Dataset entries
-=-=-
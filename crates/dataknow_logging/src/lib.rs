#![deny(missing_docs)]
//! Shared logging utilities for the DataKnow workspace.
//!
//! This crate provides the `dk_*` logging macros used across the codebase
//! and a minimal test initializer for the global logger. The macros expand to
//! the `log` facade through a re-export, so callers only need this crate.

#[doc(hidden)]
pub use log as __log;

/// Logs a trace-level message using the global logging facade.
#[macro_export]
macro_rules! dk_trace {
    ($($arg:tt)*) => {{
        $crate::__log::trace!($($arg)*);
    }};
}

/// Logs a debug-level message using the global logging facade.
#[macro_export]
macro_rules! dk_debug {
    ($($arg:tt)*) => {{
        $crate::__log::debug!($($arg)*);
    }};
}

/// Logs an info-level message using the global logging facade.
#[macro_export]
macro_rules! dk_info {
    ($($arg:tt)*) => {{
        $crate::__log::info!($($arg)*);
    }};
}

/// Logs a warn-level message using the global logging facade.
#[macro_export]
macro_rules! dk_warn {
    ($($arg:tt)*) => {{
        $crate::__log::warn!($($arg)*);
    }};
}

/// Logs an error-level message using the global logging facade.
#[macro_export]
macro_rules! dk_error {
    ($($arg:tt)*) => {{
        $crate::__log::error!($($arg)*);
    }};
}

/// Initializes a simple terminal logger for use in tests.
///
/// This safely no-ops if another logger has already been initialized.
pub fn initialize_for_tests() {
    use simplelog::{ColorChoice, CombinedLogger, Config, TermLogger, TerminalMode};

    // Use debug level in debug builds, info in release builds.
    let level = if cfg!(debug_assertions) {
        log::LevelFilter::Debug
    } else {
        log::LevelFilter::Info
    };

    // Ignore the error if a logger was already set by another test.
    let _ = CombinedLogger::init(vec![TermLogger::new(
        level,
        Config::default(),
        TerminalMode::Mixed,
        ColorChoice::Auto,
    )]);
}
-=-=-
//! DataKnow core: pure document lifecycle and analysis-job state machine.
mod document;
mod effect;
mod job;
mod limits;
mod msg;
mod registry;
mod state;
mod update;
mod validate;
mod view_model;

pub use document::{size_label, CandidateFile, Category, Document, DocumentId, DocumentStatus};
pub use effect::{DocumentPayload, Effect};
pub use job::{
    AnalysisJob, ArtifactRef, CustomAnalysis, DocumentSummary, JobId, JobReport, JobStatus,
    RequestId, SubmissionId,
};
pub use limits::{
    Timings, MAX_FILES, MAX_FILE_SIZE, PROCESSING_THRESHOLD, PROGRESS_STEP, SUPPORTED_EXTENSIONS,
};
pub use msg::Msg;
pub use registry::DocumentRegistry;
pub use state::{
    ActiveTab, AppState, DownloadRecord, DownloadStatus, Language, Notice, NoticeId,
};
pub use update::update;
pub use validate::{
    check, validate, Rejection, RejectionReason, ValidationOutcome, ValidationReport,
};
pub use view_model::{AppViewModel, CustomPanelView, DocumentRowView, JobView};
-=-=-
> [Problem]
List all lines from the entries that include the word "macros".

> [Written response]
//! This crate provides the `dk_*` logging macros used across the codebase
//! and a minimal test initializer for the global logger. The macros expand to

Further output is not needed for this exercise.